#### DIRECTIONS FOR THIS TASK:
Which of the lines below hold the word "bool"? Pull each of them out.

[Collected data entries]
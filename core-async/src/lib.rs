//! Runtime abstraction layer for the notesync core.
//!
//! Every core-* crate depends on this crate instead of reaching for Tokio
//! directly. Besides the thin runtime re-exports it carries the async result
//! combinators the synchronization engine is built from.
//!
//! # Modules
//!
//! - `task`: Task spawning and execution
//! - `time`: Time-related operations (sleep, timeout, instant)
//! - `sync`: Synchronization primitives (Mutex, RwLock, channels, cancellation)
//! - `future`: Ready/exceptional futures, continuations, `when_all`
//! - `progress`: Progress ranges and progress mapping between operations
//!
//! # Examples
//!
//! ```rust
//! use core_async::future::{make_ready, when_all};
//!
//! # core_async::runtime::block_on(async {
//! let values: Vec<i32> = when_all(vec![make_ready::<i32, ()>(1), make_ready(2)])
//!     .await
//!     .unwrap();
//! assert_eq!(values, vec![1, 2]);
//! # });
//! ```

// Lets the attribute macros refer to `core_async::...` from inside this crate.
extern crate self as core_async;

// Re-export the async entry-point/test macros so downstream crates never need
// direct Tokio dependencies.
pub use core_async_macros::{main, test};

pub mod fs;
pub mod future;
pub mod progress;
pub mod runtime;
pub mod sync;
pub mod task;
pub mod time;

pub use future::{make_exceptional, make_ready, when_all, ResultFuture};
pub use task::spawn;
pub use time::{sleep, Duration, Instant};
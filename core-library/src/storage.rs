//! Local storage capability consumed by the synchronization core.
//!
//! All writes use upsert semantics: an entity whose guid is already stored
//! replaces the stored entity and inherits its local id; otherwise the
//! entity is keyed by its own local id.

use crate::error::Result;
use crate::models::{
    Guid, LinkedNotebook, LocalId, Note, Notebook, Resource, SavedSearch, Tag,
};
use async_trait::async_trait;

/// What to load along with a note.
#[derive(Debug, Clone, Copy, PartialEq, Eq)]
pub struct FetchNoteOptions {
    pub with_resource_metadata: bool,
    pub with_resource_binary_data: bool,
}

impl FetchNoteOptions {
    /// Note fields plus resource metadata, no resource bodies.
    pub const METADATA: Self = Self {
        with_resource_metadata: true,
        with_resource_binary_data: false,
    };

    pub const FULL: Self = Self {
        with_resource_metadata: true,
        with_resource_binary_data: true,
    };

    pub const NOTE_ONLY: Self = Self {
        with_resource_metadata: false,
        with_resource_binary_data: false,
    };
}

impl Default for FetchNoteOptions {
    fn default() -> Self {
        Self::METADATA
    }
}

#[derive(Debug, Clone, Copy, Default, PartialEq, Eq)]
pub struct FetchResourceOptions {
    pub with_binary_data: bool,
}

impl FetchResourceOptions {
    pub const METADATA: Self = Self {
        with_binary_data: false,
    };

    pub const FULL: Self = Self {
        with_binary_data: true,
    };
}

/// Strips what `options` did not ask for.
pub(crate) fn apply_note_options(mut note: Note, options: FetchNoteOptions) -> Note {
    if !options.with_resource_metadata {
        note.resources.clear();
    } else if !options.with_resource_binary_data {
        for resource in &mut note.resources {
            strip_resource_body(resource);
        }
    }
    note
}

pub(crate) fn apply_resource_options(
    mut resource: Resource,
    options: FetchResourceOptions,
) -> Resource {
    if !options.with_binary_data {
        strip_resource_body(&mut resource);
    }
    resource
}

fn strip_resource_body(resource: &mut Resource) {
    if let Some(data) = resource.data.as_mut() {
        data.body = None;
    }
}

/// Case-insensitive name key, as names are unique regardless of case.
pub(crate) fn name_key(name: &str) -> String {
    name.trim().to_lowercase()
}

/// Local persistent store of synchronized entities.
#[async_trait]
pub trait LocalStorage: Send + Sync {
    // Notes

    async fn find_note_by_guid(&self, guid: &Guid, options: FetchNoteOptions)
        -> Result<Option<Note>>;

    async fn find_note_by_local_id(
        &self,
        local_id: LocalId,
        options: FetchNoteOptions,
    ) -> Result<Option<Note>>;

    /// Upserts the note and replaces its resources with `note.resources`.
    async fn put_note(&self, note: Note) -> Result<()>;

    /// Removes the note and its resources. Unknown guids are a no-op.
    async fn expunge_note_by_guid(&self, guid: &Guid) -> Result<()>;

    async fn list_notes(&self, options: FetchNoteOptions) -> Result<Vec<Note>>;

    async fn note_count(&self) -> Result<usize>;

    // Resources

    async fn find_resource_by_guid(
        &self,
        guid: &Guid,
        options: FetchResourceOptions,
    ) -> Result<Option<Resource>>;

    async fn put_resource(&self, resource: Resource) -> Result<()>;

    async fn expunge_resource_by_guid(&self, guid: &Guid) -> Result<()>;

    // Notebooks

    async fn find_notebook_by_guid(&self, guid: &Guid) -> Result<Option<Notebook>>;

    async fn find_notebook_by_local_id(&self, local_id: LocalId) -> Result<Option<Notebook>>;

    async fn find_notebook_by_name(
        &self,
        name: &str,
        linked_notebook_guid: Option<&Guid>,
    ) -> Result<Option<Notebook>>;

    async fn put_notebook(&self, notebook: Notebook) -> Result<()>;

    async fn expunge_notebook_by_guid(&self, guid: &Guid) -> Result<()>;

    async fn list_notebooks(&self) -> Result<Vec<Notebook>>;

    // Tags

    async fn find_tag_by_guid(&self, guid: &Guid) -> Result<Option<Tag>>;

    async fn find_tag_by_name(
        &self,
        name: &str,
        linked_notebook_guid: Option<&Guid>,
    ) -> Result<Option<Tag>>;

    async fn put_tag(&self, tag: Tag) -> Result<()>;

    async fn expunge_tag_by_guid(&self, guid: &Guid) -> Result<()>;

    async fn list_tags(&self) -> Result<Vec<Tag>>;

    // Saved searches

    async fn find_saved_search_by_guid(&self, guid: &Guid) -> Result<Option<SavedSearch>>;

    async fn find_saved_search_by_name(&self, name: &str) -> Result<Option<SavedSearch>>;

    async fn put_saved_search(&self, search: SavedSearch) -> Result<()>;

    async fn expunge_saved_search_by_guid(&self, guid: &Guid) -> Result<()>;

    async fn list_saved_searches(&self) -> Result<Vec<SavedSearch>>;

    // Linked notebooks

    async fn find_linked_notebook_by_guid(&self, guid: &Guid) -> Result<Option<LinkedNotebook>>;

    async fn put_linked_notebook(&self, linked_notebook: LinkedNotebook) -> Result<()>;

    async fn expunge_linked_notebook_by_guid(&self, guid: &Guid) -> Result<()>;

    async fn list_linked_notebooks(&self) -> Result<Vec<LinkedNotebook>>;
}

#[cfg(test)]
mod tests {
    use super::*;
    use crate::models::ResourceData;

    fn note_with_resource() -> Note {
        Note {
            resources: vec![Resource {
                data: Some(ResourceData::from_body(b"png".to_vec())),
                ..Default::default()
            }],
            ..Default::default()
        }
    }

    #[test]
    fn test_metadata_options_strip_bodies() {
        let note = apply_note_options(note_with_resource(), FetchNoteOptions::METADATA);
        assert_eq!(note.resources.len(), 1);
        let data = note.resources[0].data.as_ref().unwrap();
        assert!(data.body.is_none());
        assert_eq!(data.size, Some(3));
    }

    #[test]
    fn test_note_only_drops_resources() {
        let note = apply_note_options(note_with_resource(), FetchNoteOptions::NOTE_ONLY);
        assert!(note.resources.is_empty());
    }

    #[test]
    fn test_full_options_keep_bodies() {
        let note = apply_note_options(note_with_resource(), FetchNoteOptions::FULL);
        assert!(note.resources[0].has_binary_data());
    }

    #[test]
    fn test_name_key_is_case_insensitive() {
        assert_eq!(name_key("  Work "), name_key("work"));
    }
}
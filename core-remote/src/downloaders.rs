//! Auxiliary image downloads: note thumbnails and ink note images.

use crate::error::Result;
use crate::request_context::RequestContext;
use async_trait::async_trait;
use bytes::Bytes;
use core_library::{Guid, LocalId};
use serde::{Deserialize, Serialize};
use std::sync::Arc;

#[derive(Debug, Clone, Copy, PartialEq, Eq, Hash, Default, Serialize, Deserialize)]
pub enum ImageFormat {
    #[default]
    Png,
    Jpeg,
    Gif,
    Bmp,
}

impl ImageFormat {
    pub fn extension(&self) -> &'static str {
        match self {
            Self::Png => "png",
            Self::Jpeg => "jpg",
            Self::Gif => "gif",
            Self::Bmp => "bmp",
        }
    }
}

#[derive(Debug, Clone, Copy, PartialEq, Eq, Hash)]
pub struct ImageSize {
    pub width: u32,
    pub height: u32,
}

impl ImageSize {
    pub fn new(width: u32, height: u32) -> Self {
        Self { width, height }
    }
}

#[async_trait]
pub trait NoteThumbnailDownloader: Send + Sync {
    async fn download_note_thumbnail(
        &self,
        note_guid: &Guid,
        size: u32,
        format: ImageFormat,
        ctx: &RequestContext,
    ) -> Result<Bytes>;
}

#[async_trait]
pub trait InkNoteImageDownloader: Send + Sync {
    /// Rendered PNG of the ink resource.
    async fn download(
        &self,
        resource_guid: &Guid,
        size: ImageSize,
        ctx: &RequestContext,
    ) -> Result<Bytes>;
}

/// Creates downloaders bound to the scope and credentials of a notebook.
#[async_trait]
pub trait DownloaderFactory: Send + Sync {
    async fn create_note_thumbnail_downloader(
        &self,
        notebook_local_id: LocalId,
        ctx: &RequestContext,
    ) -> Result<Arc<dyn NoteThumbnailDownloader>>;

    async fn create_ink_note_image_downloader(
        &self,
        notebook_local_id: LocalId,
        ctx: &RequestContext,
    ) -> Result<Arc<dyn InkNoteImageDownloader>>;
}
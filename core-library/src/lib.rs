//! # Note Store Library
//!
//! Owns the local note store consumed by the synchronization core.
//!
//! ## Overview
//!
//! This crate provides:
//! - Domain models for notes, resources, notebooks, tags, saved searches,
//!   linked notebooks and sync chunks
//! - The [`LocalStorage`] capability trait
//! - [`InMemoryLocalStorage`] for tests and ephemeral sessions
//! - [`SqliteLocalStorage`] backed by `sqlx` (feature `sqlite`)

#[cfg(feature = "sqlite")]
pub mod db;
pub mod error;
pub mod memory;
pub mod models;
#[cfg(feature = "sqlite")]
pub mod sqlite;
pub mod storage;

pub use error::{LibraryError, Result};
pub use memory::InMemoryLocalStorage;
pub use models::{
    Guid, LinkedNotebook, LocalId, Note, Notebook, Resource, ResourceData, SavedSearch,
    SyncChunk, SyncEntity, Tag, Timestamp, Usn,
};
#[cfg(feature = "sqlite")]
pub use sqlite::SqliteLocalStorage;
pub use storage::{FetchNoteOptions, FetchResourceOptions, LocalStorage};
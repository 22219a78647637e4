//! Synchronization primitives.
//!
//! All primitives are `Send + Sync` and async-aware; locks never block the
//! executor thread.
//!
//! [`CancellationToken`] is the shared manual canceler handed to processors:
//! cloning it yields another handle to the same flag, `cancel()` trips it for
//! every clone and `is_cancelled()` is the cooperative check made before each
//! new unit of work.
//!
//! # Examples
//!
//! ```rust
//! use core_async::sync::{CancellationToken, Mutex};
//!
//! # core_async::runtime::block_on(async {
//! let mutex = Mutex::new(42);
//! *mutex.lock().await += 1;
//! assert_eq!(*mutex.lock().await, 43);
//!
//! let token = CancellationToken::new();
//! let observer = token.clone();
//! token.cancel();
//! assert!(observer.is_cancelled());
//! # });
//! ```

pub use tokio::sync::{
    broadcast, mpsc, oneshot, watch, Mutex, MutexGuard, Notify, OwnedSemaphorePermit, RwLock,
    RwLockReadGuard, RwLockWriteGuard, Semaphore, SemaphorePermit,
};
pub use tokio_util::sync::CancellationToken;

#### OUTPUT BELOW:
    pub with_resource_metadata: bool,
    pub with_resource_binary_data: bool,
    pub with_binary_data: bool,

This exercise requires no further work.